● **The problem**: Wherever a line of the records contains "ColumnSpec", copy that line.

● **Data shown**:
- - - - -

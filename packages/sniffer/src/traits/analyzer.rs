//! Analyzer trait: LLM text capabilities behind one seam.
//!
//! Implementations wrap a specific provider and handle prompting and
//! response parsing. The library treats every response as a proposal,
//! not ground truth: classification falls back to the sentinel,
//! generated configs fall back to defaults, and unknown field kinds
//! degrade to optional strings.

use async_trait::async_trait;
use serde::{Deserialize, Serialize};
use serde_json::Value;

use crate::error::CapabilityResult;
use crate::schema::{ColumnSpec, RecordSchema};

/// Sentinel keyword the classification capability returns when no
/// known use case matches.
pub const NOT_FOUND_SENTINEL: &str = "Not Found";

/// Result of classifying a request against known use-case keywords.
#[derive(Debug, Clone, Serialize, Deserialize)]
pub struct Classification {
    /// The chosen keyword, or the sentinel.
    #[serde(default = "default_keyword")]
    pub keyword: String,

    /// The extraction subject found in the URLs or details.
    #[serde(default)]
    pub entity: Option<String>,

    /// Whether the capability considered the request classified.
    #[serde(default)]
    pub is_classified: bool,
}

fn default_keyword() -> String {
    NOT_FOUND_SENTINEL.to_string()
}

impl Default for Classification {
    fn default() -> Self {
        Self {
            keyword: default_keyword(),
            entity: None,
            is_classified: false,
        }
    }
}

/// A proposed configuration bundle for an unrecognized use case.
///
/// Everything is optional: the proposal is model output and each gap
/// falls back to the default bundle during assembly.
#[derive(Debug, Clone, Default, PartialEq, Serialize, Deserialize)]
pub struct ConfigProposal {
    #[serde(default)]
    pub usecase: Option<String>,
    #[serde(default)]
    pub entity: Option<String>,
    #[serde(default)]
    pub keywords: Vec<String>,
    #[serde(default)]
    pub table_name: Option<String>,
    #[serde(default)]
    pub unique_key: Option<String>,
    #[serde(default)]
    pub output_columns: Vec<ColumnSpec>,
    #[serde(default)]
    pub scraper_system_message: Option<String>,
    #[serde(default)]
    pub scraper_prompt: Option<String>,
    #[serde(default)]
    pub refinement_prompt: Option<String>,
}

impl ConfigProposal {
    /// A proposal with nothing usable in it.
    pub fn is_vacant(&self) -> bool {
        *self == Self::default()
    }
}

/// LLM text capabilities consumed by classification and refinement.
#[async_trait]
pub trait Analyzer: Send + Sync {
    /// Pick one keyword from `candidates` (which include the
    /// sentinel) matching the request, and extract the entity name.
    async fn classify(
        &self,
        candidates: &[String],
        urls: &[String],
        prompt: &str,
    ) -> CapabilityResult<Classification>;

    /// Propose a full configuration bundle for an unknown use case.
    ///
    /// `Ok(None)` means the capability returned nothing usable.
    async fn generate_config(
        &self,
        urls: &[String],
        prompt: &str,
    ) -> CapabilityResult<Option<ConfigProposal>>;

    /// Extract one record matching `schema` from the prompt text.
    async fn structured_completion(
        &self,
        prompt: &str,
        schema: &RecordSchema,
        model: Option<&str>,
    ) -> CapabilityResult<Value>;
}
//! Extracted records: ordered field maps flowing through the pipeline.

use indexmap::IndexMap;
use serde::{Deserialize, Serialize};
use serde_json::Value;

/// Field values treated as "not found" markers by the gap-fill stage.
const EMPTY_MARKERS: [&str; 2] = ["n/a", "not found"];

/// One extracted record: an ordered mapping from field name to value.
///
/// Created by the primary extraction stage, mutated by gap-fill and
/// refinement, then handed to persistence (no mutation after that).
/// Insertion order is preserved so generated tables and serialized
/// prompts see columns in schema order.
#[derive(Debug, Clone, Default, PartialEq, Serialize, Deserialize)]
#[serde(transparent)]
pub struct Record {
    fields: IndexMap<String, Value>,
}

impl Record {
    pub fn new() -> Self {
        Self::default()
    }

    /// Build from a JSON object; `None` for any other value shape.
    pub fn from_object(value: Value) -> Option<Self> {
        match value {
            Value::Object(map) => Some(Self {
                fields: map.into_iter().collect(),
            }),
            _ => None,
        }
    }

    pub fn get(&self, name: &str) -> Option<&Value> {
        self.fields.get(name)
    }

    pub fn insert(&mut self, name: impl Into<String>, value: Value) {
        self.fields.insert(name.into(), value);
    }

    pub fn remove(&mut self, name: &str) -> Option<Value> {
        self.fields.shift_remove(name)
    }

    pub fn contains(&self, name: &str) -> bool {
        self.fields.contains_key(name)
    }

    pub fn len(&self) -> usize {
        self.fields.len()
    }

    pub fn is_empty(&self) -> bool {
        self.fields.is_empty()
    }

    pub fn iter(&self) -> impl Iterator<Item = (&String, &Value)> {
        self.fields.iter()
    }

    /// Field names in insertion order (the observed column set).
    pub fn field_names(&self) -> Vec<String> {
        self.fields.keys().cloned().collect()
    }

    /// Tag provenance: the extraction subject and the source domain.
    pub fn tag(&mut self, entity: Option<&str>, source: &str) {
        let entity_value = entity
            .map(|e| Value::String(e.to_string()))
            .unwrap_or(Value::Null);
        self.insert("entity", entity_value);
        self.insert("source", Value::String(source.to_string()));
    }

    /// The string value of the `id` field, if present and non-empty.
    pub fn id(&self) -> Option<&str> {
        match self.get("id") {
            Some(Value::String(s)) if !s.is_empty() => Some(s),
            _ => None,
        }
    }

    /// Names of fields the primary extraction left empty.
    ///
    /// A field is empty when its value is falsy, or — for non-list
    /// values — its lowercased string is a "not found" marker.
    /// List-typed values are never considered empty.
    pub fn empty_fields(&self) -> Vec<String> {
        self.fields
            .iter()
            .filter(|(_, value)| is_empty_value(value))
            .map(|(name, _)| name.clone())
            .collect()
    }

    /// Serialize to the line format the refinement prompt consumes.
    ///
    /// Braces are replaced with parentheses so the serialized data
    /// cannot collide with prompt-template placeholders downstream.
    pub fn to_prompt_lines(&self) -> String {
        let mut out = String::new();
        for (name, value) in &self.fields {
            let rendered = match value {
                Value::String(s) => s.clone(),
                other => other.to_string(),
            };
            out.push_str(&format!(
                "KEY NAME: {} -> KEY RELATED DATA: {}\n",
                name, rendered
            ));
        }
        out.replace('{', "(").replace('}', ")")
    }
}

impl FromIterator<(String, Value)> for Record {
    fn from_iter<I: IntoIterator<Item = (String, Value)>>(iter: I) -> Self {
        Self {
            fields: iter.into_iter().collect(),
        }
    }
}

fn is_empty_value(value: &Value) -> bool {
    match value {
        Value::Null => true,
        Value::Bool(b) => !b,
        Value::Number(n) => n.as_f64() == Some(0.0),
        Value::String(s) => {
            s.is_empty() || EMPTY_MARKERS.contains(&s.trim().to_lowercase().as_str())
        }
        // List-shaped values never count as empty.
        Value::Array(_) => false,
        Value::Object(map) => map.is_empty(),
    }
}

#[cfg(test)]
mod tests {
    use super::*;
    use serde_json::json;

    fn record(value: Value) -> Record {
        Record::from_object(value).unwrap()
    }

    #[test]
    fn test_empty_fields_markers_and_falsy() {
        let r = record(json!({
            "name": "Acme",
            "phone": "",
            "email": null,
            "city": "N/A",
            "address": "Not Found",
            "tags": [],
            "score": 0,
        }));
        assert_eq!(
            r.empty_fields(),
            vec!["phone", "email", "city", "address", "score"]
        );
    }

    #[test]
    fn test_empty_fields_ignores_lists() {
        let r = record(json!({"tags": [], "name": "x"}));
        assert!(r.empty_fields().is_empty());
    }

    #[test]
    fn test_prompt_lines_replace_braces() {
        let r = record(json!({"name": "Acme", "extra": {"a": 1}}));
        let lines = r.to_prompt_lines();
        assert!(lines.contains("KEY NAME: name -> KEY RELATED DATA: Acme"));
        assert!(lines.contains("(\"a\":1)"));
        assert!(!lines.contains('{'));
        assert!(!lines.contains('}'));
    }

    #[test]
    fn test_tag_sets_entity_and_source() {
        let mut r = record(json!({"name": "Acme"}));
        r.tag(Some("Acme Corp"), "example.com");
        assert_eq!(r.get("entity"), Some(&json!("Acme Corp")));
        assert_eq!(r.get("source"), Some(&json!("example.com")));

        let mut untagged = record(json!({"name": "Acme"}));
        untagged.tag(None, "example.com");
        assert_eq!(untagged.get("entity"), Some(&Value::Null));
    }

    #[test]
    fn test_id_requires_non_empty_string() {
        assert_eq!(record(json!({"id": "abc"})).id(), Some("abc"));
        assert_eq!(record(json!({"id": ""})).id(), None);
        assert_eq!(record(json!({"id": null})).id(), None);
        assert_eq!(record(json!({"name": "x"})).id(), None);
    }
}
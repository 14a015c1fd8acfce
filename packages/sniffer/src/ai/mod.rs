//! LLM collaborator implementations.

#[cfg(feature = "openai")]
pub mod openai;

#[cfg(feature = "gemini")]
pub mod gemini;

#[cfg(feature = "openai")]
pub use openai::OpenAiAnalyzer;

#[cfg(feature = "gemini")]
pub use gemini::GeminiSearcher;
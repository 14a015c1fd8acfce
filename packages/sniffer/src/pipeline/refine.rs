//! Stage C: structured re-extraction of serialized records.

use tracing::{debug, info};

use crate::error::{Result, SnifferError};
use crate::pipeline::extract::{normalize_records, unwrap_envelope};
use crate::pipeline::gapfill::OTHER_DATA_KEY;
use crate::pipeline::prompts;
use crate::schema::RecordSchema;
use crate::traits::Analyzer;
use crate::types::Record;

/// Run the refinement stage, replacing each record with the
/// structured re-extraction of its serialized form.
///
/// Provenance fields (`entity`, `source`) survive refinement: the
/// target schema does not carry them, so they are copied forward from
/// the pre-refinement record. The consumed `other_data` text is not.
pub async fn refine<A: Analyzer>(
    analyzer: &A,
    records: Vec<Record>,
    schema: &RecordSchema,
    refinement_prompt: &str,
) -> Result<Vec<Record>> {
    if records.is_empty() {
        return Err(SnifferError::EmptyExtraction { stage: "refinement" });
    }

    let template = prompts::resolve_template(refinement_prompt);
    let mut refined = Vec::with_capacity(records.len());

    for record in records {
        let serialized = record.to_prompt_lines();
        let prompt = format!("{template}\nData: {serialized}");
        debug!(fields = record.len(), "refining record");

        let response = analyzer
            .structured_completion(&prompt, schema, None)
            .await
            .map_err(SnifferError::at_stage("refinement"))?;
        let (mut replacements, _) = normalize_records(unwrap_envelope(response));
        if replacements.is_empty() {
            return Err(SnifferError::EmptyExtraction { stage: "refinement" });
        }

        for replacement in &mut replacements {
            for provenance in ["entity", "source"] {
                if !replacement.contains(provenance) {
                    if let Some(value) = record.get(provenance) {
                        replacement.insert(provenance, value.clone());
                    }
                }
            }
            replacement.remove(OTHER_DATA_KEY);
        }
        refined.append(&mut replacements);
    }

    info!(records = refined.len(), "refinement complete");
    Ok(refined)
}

- - - - -

● **Expected answer**:
use crate::schema::{ColumnSpec, RecordSchema};
    pub output_columns: Vec<ColumnSpec>,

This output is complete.